High on the enemy list is “the West”: Europe and the United States. Putin has capitalized on people’s longing for the lost prestige that the Soviet Union had as the world’s second most powerful nation. This has translated into a political policy that asserts Russia’s right to insist that the countries of its “near abroad” align with its interests and policies.

The drive to become a regional power and grab a spot on the imperialist battleground has been escalating since the 1990s. First came the suppression of demands for autonomy from oppressed nations within Russia’s borders, notably Chechnya. Then came the war with the ex-Soviet republic of Georgia in 2008. Putin’s assertion of Russia’s right to control the destiny of its neighbors reached a new height in 2014, fueling civil war in Ukraine and annexing the Crimean peninsula, which Ukraine still claims as its own.

The backing of Bashar al-Assad in Syria is key to realizing Putin’s ambitions for Russia as an expansionist power. Historically an ally of the USSR, Syria remains Russia’s toehold in the Middle East, host to Moscow’s military bases and access to the Mediterranean.

Redefining Russian allies. So is Russia friend or foe? Demon or champion? The answer depends on your class perspective, and on which “Russia” you are talking about — its ruling capitalist lootocracy, or its working people.
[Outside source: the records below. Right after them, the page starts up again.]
impl RidgeCapRule {
    fn analyze(&self, input: &AnalysisInput) -> Result<RidgeCapAnalysis, RuleError> {
        let items: Vec<&LineItem> = input
            .line_items
            .iter()
            .filter(|i| is_ridge_cap_item(i))
            .collect();
        let (required, source) = required_length(input.measurements());
        let ctx = Context {
            roof_type: input.roof_type(),
            quality: effective_quality(&items),
            estimate: total_quantity(items.iter().copied()),
            unit_price: first_unit_price(items.iter().copied()).unwrap_or(self.default_unit_price),
            confidence: confidence(input, source),
            required,
            source,
            items,
            input,
        };

        let cut = ctx.quality == Some(RidgeCapQuality::CutFrom3Tab);
        let path = match (ctx.roof_type, ctx.items.is_empty(), cut) {
            (RoofType::Laminated, true, _) => RidgeCapPath::LaminatedMissingMaterial,
            (RoofType::Laminated, false, true) => RidgeCapPath::LaminatedIncompatibleMaterial,
            (RoofType::ThreeTab, true, _) => RidgeCapPath::ThreeTabMissingMaterial,
            (RoofType::ThreeTab, false, true) => RidgeCapPath::ThreeTabCutMaterial,
            (RoofType::Other, true, _) => RidgeCapPath::UnknownRoofMissingMaterial,
            _ => RidgeCapPath::QuantityCheck,
        };

        tracing::debug!(
            job_id = %input.job_id,
            roof_type = %ctx.roof_type,
            items = ctx.items.len(),
            required_lf = ctx.required,
            path = ?path,
            "Evaluating ridge cap"
        );

        match path {
            RidgeCapPath::QuantityCheck => self.quantity_check(&ctx),
            RidgeCapPath::LaminatedMissingMaterial
            | RidgeCapPath::ThreeTabMissingMaterial
            | RidgeCapPath::UnknownRoofMissingMaterial => self.missing_material(&ctx, path),
            RidgeCapPath::LaminatedIncompatibleMaterial | RidgeCapPath::ThreeTabCutMaterial => {
                self.cut_material(&ctx, path)
            }
        }
    }

    fn missing_material(
        &self,
        ctx: &Context<'_>,
        path: RidgeCapPath,
    ) -> Result<RidgeCapAnalysis, RuleError> {
        let variance = Variance::classify(0.0, ctx.required, 0.0, EXCESS_THRESHOLD_LF);
        let rate = self.default_unit_price;
        let cost = ensure_finite(
            "ridge cap cost impact",
            safe_multiply(ctx.required, rate, DEFAULT_DECIMALS),
        )?;

        let product = match ctx.roof_type {
            RoofType::Laminated => "purpose-built hip and ridge cap shingles compatible with the laminated field shingle",
            RoofType::ThreeTab => "hip and ridge cap shingles",
            RoofType::Other => "purpose-built hip and ridge cap (roof type could not be confirmed)",
        };

        let reasoning = format!(
            "No ridge cap line item was found on the estimate for this {} roof. The roof requires {} of ridge cap based on {}. \
             Adding {} of {} at {}/LF gives a cost impact of {}.",
            roof_label(ctx.roof_type),
            format_measurement(ctx.required, "LF"),
            ctx.source.describe(),
            format_measurement(ctx.required, "LF"),
            product,
            format_currency(rate),
            format_currency(cost),
        );
        let note = format!(
            "The estimate omits ridge cap entirely. All hip and ridge lines must be capped to complete a weather-tight installation; \
             the roof measures {} of hip and ridge. We request a supplement for {} of {} at {}/LF, totaling {}.",
            format_measurement(ctx.required, "LF"),
            format_measurement(ctx.required, "LF"),
            product,
            format_currency(rate),
            format_currency(cost),
        );

        Ok(self.build(
            ctx,
            path,
            ComplianceStatus::SupplementNeeded,
            MaterialStatus::NonCompliant,
            variance,
            cost,
            rate,
            reasoning,
            note,
        ))
    }

    fn cut_material(
        &self,
        ctx: &Context<'_>,
        path: RidgeCapPath,
    ) -> Result<RidgeCapAnalysis, RuleError> {
        let variance =
            Variance::classify(ctx.estimate, ctx.required, SHORTAGE_TOLERANCE_LF, EXCESS_THRESHOLD_LF);
        let rate = self.default_unit_price;
        let cost = ensure_finite(
            "ridge cap cost impact",
            safe_multiply(ctx.required, rate, DEFAULT_DECIMALS),
        )?;

        let (reasoning, note) = if path == RidgeCapPath::LaminatedIncompatibleMaterial {
            (
                format!(
                    "The estimate carries {} of ridge cap cut from 3-tab shingles on a laminated roof. Laminated shingles require \
                     purpose-built hip and ridge cap; cut 3-tab pieces do not match the thickness or profile of the field shingle. \
                     Replacing the full {} requirement ({}) with purpose-built cap at {}/LF gives a cost impact of {}.",
                    format_measurement(ctx.estimate, "LF"),
                    format_measurement(ctx.required, "LF"),
                    ctx.source.describe(),
                    format_currency(rate),
                    format_currency(cost),
                ),
                format!(
                    "Manufacturer installation instructions for laminated (architectural) shingles specify purpose-built hip and ridge \
                     cap shingles. Ridge cap cut from 3-tab shingles is not an approved application for this product and may void the \
                     manufacturer warranty. We request that the ridge cap line be revised to {} of purpose-built hip and ridge cap at \
                     {}/LF, totaling {}.",
                    format_measurement(ctx.required, "LF"),
                    format_currency(rate),
                    format_currency(cost),
                ),
            )
        } else {
            (
                format!(
                    "The estimate carries {} of ridge cap cut from 3-tab shingles on a 3-tab roof. Cut ridge is acceptable on 3-tab \
                     roofs but an upgrade to purpose-built cap is recommended for the {} requirement ({}); at {}/LF the upgrade is {}.",
                    format_measurement(ctx.estimate, "LF"),
                    format_measurement(ctx.required, "LF"),
                    ctx.source.describe(),
                    format_currency(rate),
                    format_currency(cost),
                ),
                format!(
                    "Ridge cap on this 3-tab roof is specified as cut from field shingles. Purpose-built hip and ridge cap provides \
                     the manufacturer-rated wind resistance and sealant strip alignment. We recommend a supplement for {} of \
                     purpose-built hip and ridge cap at {}/LF, totaling {}.",
                    format_measurement(ctx.required, "LF"),
                    format_currency(rate),
                    format_currency(cost),
                ),
            )
        };

        Ok(self.build(
            ctx,
            path,
            ComplianceStatus::SupplementNeeded,
            MaterialStatus::NonCompliant,
            variance,
            cost,
            rate,
            reasoning,
            note,
        ))
    }

    fn quantity_check(&self, ctx: &Context<'_>) -> Result<RidgeCapAnalysis, RuleError> {
        let variance =
            Variance::classify(ctx.estimate, ctx.required, SHORTAGE_TOLERANCE_LF, EXCESS_THRESHOLD_LF);
        let rate = ctx.unit_price;
        let cost = ensure_finite(
            "ridge cap cost impact",
            safe_multiply(variance.shortfall(), rate, DEFAULT_DECIMALS),
        )?;

        let comparison = format!(
            "The estimate includes {} of ridge cap against {} required, based on {}{}.",
            format_measurement(ctx.estimate, "LF"),
            format_measurement(ctx.required, "LF"),
            ctx.source.describe(),
            geometry_detail(ctx.input.measurements(), ctx.source),
        );

        let (status, reasoning, note) = match variance.kind {
            VarianceType::Shortage => (
                ComplianceStatus::SupplementNeeded,
                format!(
                    "{} The estimate is short by {}, beyond the {} tolerance; the shortfall at {}/LF adds {}.",
                    comparison,
                    format_measurement(variance.shortfall(), "LF"),
                    format_measurement(SHORTAGE_TOLERANCE_LF, "LF"),
                    format_currency(rate),
                    format_currency(cost),
                ),
                format!(
                    "Ridge cap on the estimate ({}) does not cover the measured hip and ridge lines ({}). We request a supplement for \
                     the remaining {} of ridge cap at {}/LF, totaling {}.",
                    format_measurement(ctx.estimate, "LF"),
                    format_measurement(ctx.required, "LF"),
                    format_measurement(variance.shortfall(), "LF"),
                    format_currency(rate),
                    format_currency(cost),
                ),
            ),
            VarianceType::Excess => (
                ComplianceStatus::Compliant,
                format!(
                    "{} The estimate exceeds the requirement by {}, more than the {} review threshold. Coverage is complete; the \
                     excess is noted for review but carries no supplement.",
                    comparison,
                    format_measurement(variance.amount, "LF"),
                    format_measurement(EXCESS_THRESHOLD_LF, "LF"),
                ),
                format!(
                    "Ridge cap quantity ({}) exceeds the measured hip and ridge length ({}). No supplement is required.",
                    format_measurement(ctx.estimate, "LF"),
                    format_measurement(ctx.required, "LF"),
                ),
            ),
            VarianceType::Adequate => (
                ComplianceStatus::Compliant,
                format!(
                    "{} The variance of {} is within tolerance and the ridge cap material is acceptable for a {} roof.",
                    comparison,
                    format_signed_measurement(variance.amount, "LF"),
                    roof_label(ctx.roof_type),
                ),
                format!(
                    "Ridge cap quantity ({}) and material meet the measured requirement ({}). No supplement is required.",
                    format_measurement(ctx.estimate, "LF"),
                    format_measurement(ctx.required, "LF"),
                ),
            ),
        };

        Ok(self.build(
            ctx,
            RidgeCapPath::QuantityCheck,
            status,
            MaterialStatus::Compliant,
            variance,
            cost,
            rate,
            reasoning,
            note,
        ))
    }

    #[allow(clippy::too_many_arguments)]
    fn build(
        &self,
        ctx: &Context<'_>,
        path: RidgeCapPath,
        status: ComplianceStatus,
        material_status: MaterialStatus,
        variance: Variance,
        cost_impact: f64,
        unit_price: f64,
        reasoning: String,
        documentation_note: String,
    ) -> RidgeCapAnalysis {
        let mut evidence: Vec<String> = ctx.items.iter().map(|i| line_item_evidence(i)).collect();
        evidence.push(measurement_evidence(
            ctx.input.measurements(),
            &format!(
                "{} required ({})",
                format_measurement(ctx.required, "LF"),
                ctx.source.describe()
            ),
        ));
        if let Some(classification) = &ctx.input.roof_type {
            evidence.push(format!(
                "Roof type classified as {} (confidence {:.2})",
                classification.roof_type, classification.confidence
            ));
        }

        RidgeCapAnalysis {
            result: ComplianceResult {
                status,
                confidence: ctx.confidence,
                reasoning,
                unit: "LF".to_string(),
                estimate_quantity: ctx.estimate,
                required_quantity: Some(ctx.required),
                variance: Some(format_signed_measurement(variance.amount, "LF")),
                variance_amount: Some(variance.amount),
                variance_type: Some(variance.kind),
                material_status,
                cost_impact,
                current_specification: ctx
                    .items
                    .first()
                    .map(|item| CurrentSpecification::Single(LineItemSnapshot::from(*item))),
                documentation_note,
                evidence_references: evidence,
                analyzed_at: Utc::now(),
            },
            analysis_path: path,
            roof_type: ctx.roof_type,
            ridge_cap_quality: ctx.quality,
            line_items_found: ctx.items.len(),
            required_source: ctx.source,
            unit_price,
        }
    }
}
Make no mistake: Putin’s regime does not embody resistance to imperialism. Just the opposite. Imperialism is an international system in which the most powerful countries vie to divide up the world into spheres of corporate exploitation. The Russian government is part of this setup, maneuvering for a bigger piece of the pie. Putin and Trump are linked in a sort of elite imperialist club in which all the members are in deadly competition. Thus, the two can admire each other as strongmen while simultaneously tossing bombs at each other. (On other countries’ soil!)

So is there a “Russia” for U.S. working and oppressed people to ally with? Yes. The workers who have defied the anti-strike law across Siberia, in the Urals, and in one-factory towns; protesting laborers who link their wage demands to calls for democracy and a workers’ party; the thousands of students who marched on March 26 against corruption; and the political dissidents, queers, women and immigrants who must and are fighting back. This is where the lasting alliance between “West” and “East” will be built.